There cannot be a regular timetable - the bus does 5 circuits per day, each day starting and ending at the depot but without returning to the depot in between times. However, this doesn't allow passengers the oppportunity of getting on/off 5 times per day - that is, if they're travelling (like most passengers travel) to and from a destination. At best, if you get on where there are 3 adjacent stops, you can get on once a day and get off twice a day on your return trip (or go out twice, and come back once). The real problem being that once you get on at a particular stop and get off again at that same stop, you create a repeated loop.
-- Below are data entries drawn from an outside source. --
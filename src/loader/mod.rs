//! Charting-backend loader with timeout, retry, and fan-out semantics.
//!
//! The [`LibraryLoader`] installs the external charting library exactly once
//! per process. Every attempt races the injector against a configured
//! timeout; transport failures, timeouts, and verification failures (the
//! asset fetched but no handle appeared in the registry) all consume the same
//! retry budget. The first [`load()`](LibraryLoader::load) caller drives the
//! attempt loop; callers arriving while an attempt is in flight wait on the
//! same terminal outcome, so only one injection sequence ever runs.
//!
//! After terminal failure the loader stays failed: later `load()` calls get
//! the stored error immediately. Re-arming for a fresh cycle is deliberately
//! not offered (see DESIGN.md).

mod feedback;
mod injector;
mod registry;

pub use feedback::{LoaderFeedback, LogFeedback, NullFeedback};
pub use injector::{AssetInjector, ResourceInjector};
pub use registry::{HandleRegistry, LibraryHandle};

use crate::models::{
    DashboardConfig, EnvironmentMode, EnvironmentSettings, LibrarySettings, LoadingSettings,
    MessageSettings, UiSettings,
};
use std::sync::Mutex;
use thiserror::Error;
use tokio::sync::{broadcast, oneshot};
use tokio::time::{sleep, timeout};

/// Classification of a failed load attempt.
#[derive(Debug, Clone, Copy, PartialEq, Eq, Error)]
pub enum LoadErrorKind {
    #[error("resource fetch failed")]
    TransportFailure,

    #[error("no completion within the configured timeout")]
    Timeout,

    #[error("resource loaded but the library handle is absent")]
    VerificationFailure,
}

/// Terminal load failure, surfaced to every pending subscriber.
#[derive(Debug, Clone, PartialEq, Eq, Error)]
#[error("{message}")]
pub struct ErrorInfo {
    pub kind: LoadErrorKind,

    /// The configured user-facing message for this error kind.
    pub message: String,

    /// Total attempts made (initial + retries).
    pub attempts: u32,
}

/// Read-only diagnostic snapshot of the loader.
///
/// At most one of `loaded`/`loading` is true at a time.
#[derive(Debug, Clone, PartialEq)]
pub struct LoaderState {
    pub loaded: bool,
    pub loading: bool,
    pub error: Option<ErrorInfo>,
    pub retry_count: u32,
}

/// Broadcast exactly once per terminal outcome.
#[derive(Debug, Clone)]
pub enum LoaderEvent {
    Loaded(LibraryHandle),
    LoadFailed(ErrorInfo),
}

enum LoadPhase {
    Idle,
    Loading,
    Loaded(LibraryHandle),
    Failed(ErrorInfo),
}

struct LoaderInner {
    phase: LoadPhase,
    retry_count: u32,
    waiters: Vec<oneshot::Sender<Result<LibraryHandle, ErrorInfo>>>,
}

enum Gate {
    Drive,
    Wait(oneshot::Receiver<Result<LibraryHandle, ErrorInfo>>),
}

/// Loads the charting backend once, with retry/timeout/verification.
///
/// Generic over the injector (how assets are fetched) and the feedback sink
/// (how loading/error indication reaches the user), both of which belong to
/// the hosting presentation layer.
pub struct LibraryLoader<I, F> {
    library: LibrarySettings,
    environment: EnvironmentSettings,
    loading: LoadingSettings,
    messages: MessageSettings,
    ui: UiSettings,

    injector: I,
    feedback: F,
    registry: HandleRegistry,

    inner: Mutex<LoaderInner>,
    events: broadcast::Sender<LoaderEvent>,
}

impl<I, F> LibraryLoader<I, F>
where
    I: ResourceInjector,
    F: LoaderFeedback,
{
    pub fn new(config: &DashboardConfig, injector: I, feedback: F, registry: HandleRegistry) -> Self {
        let (events, _) = broadcast::channel(16);
        Self {
            library: config.library.clone(),
            environment: config.environment.clone(),
            loading: config.loading.clone(),
            messages: config.messages.clone(),
            ui: config.ui.clone(),
            injector,
            feedback,
            registry,
            inner: Mutex::new(LoaderInner {
                phase: LoadPhase::Idle,
                retry_count: 0,
                waiters: Vec::new(),
            }),
            events,
        }
    }

    /// Load the charting library, or join the load already in flight.
    ///
    /// All callers that arrive before the terminal outcome receive the same
    /// result. After terminal success the stored handle is returned
    /// immediately; after terminal failure the stored error is returned
    /// immediately, without retrying.
    pub async fn load(&self) -> Result<LibraryHandle, ErrorInfo> {
        let gate = {
            let mut inner = self.inner.lock().unwrap();
            match &inner.phase {
                LoadPhase::Loaded(handle) => return Ok(handle.clone()),
                LoadPhase::Failed(error) => return Err(error.clone()),
                LoadPhase::Loading => {
                    let (tx, rx) = oneshot::channel();
                    inner.waiters.push(tx);
                    Gate::Wait(rx)
                }
                LoadPhase::Idle => {
                    inner.phase = LoadPhase::Loading;
                    Gate::Drive
                }
            }
        };

        match gate {
            Gate::Drive => self.drive().await,
            Gate::Wait(rx) => rx.await.unwrap_or_else(|_| {
                // Driver dropped without completing; report as transport failure
                Err(ErrorInfo {
                    kind: LoadErrorKind::TransportFailure,
                    message: self.messages.load_error.clone(),
                    attempts: self.inner.lock().unwrap().retry_count + 1,
                })
            }),
        }
    }

    /// True only if loading succeeded and the handle is still registered.
    pub fn is_loaded(&self) -> bool {
        let inner = self.inner.lock().unwrap();
        matches!(inner.phase, LoadPhase::Loaded(_)) && self.registry.contains(&self.library.id)
    }

    /// Diagnostic snapshot of the current loading state.
    pub fn state(&self) -> LoaderState {
        let inner = self.inner.lock().unwrap();
        LoaderState {
            loaded: matches!(inner.phase, LoadPhase::Loaded(_)),
            loading: matches!(inner.phase, LoadPhase::Loading),
            error: match &inner.phase {
                LoadPhase::Failed(error) => Some(error.clone()),
                _ => None,
            },
            retry_count: inner.retry_count,
        }
    }

    /// Subscribe to the terminal outcome broadcast.
    pub fn subscribe(&self) -> broadcast::Receiver<LoaderEvent> {
        self.events.subscribe()
    }

    pub fn registry(&self) -> &HandleRegistry {
        &self.registry
    }

    /// Resolve the asset source from the configured environment mode.
    fn source_path(&self) -> &str {
        match self.environment.mode {
            EnvironmentMode::Local => &self.library.local_path,
            EnvironmentMode::Cdn => &self.library.cdn_path,
            EnvironmentMode::Auto => {
                if self.environment.offline {
                    &self.library.local_path
                } else {
                    &self.library.cdn_path
                }
            }
        }
    }

    /// Run the attempt loop until a terminal outcome.
    async fn drive(&self) -> Result<LibraryHandle, ErrorInfo> {
        let source = self.source_path().to_string();

        if self.loading.show_loading_indicator {
            self.feedback.loading_started();
        }
        tracing::debug!("Loading {} from {}", self.library.id, source);

        loop {
            let kind = match timeout(self.loading.timeout(), self.injector.inject(&source)).await {
                Ok(Ok(())) => match self.registry.get(&self.library.id) {
                    Some(handle) => return self.complete_success(handle),
                    None => LoadErrorKind::VerificationFailure,
                },
                Ok(Err(err)) => {
                    if self.environment.debug {
                        tracing::debug!("{} fetch attempt failed: {:#}", self.library.id, err);
                    }
                    LoadErrorKind::TransportFailure
                }
                // The elapsed timeout cancels the in-flight attempt, so a
                // late completion can never race a fired timer.
                Err(_) => LoadErrorKind::Timeout,
            };

            let retry = {
                let mut inner = self.inner.lock().unwrap();
                if inner.retry_count < self.loading.retry_attempts {
                    inner.retry_count += 1;
                    Some(inner.retry_count)
                } else {
                    None
                }
            };

            match retry {
                Some(attempt) => {
                    if self.environment.debug {
                        tracing::debug!(
                            "Retrying {} load after {} (attempt {}/{})",
                            self.library.id,
                            kind,
                            attempt,
                            self.loading.retry_attempts
                        );
                    }
                    sleep(self.loading.retry_delay()).await;
                }
                None => return self.complete_failure(kind),
            }
        }
    }

    fn complete_success(&self, handle: LibraryHandle) -> Result<LibraryHandle, ErrorInfo> {
        let waiters = {
            let mut inner = self.inner.lock().unwrap();
            inner.phase = LoadPhase::Loaded(handle.clone());
            std::mem::take(&mut inner.waiters)
        };

        for waiter in waiters {
            let _ = waiter.send(Ok(handle.clone()));
        }

        self.feedback.loading_finished();
        let _ = self.events.send(LoaderEvent::Loaded(handle.clone()));

        tracing::info!("{} {} loaded successfully", handle.id, handle.version);
        Ok(handle)
    }

    fn complete_failure(&self, kind: LoadErrorKind) -> Result<LibraryHandle, ErrorInfo> {
        let message = match kind {
            LoadErrorKind::Timeout => self.messages.load_timeout.clone(),
            LoadErrorKind::TransportFailure | LoadErrorKind::VerificationFailure => {
                self.messages.load_error.clone()
            }
        };

        let (error, waiters) = {
            let mut inner = self.inner.lock().unwrap();
            let error = ErrorInfo {
                kind,
                message,
                attempts: inner.retry_count + 1,
            };
            inner.phase = LoadPhase::Failed(error.clone());
            (error, std::mem::take(&mut inner.waiters))
        };

        for waiter in waiters {
            let _ = waiter.send(Err(error.clone()));
        }

        self.feedback.loading_finished();
        self.feedback
            .load_failed(&error.message, self.ui.error_display_duration());
        let _ = self.events.send(LoaderEvent::LoadFailed(error.clone()));

        tracing::error!(
            "{} loading failed after {} attempts: {}",
            self.library.id,
            error.attempts,
            error.message
        );
        Err(error)
    }
}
For those poor souls with only one available stop, they should triangulate the part of their journey home that must be done on foot (so that they have the shortest distance to walk after they get off the bus at the stop prior to, or following, the one where they got on).
My understanding is that mathematics is a rigorous and logical process and I've tried very hard to be logical here - but I'm no mathematician - so, if you experts are telling me that this is a reasonable scenario vis-a-vis maths and 'the real world', I'll just have to take your word for it (and, currently, maths modellers are coming in for enough flak as it is).